About this task:
Go through the entries and count the lines with the string "return" in them. Give only that number.

BEGIN

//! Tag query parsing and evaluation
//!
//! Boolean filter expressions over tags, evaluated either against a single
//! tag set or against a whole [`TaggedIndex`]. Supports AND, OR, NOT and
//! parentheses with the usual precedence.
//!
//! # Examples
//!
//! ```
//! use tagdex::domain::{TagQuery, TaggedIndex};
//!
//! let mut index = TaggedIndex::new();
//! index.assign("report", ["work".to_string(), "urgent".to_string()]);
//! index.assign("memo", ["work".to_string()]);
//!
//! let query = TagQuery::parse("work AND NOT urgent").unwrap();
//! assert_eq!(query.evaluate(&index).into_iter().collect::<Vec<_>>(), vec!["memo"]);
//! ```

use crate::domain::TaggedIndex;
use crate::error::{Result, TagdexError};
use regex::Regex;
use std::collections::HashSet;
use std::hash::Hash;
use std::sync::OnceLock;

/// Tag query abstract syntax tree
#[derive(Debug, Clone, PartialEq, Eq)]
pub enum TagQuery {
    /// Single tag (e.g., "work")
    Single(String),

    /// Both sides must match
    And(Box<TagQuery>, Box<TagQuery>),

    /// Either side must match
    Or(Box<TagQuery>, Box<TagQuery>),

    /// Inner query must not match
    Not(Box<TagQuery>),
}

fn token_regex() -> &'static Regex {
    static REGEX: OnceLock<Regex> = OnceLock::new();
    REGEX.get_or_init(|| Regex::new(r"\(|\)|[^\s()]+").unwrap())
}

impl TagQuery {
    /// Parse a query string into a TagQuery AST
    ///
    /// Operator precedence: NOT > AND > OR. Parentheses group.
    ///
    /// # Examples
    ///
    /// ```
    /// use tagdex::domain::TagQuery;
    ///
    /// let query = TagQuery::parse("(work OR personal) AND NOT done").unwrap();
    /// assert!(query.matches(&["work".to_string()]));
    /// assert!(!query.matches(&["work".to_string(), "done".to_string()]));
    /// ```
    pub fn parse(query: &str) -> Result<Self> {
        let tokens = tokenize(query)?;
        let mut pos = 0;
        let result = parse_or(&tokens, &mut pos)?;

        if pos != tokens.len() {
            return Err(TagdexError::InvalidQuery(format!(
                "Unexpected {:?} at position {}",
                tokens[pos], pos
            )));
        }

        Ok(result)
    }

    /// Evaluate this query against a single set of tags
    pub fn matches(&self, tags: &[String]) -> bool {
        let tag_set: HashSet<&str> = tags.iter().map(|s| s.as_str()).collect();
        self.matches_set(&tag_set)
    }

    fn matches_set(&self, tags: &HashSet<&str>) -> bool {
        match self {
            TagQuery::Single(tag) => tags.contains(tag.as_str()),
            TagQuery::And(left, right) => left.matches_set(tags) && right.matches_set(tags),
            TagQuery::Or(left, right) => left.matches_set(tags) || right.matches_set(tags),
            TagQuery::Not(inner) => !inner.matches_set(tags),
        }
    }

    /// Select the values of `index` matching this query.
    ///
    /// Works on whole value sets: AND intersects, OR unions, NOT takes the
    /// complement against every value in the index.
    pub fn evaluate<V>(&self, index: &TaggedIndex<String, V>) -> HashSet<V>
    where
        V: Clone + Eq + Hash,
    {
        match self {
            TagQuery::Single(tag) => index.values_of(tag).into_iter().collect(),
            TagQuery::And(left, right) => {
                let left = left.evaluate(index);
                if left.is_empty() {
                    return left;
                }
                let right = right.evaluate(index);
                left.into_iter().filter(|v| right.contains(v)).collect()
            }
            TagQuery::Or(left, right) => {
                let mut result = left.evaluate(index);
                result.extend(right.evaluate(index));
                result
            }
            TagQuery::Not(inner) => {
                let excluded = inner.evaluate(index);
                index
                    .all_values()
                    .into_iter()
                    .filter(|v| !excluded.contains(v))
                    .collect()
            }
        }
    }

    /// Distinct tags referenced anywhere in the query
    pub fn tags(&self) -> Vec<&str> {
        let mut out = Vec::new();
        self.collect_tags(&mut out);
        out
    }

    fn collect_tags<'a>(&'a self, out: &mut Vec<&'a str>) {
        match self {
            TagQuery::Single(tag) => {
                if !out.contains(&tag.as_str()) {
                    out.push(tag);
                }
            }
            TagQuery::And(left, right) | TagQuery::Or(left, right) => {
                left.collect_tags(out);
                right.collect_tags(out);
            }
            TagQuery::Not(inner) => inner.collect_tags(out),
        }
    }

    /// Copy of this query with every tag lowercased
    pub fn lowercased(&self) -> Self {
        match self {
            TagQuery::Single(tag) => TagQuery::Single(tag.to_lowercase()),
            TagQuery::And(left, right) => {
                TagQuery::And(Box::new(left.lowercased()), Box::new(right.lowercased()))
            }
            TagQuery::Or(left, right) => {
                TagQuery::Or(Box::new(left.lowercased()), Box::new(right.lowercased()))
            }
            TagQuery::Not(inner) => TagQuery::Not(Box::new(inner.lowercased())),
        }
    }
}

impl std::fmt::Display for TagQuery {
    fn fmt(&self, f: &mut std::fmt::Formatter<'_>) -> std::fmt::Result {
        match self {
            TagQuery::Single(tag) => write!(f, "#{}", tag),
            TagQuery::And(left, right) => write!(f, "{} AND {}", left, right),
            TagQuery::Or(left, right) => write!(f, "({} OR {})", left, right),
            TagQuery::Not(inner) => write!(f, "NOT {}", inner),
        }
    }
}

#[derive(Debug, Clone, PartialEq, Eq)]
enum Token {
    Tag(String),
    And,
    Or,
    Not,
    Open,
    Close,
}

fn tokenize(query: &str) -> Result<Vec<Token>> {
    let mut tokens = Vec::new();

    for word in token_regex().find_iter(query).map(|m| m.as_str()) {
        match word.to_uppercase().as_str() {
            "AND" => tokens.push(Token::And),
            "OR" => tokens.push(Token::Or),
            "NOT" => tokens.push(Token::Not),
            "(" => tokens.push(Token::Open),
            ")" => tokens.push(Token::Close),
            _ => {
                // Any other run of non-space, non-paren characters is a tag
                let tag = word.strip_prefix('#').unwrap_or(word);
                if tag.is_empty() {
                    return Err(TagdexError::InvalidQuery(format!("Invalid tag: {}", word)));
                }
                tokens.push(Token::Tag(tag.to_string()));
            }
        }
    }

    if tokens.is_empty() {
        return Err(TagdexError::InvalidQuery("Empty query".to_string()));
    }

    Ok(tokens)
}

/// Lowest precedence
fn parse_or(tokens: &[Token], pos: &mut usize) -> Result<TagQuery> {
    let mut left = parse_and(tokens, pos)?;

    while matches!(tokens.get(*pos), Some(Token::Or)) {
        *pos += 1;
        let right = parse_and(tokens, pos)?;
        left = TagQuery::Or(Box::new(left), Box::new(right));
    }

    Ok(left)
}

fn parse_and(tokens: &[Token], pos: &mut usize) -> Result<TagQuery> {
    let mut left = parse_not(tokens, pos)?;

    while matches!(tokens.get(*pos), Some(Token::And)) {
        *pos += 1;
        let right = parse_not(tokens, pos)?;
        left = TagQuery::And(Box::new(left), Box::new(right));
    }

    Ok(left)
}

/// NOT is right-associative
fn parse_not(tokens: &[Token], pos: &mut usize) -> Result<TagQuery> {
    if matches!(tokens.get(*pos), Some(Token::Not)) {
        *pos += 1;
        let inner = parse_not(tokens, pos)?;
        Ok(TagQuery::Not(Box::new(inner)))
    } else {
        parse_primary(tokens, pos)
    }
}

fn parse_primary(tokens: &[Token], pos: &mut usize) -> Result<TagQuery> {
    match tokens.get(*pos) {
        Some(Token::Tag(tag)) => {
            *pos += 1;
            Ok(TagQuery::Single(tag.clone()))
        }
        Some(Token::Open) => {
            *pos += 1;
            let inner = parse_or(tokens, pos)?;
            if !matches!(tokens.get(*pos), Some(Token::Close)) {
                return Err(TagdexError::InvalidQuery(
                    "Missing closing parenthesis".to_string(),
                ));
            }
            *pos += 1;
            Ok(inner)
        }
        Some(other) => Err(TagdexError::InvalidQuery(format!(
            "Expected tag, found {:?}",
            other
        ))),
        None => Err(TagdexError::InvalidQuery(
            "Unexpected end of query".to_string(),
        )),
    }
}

END

Exercise response:
5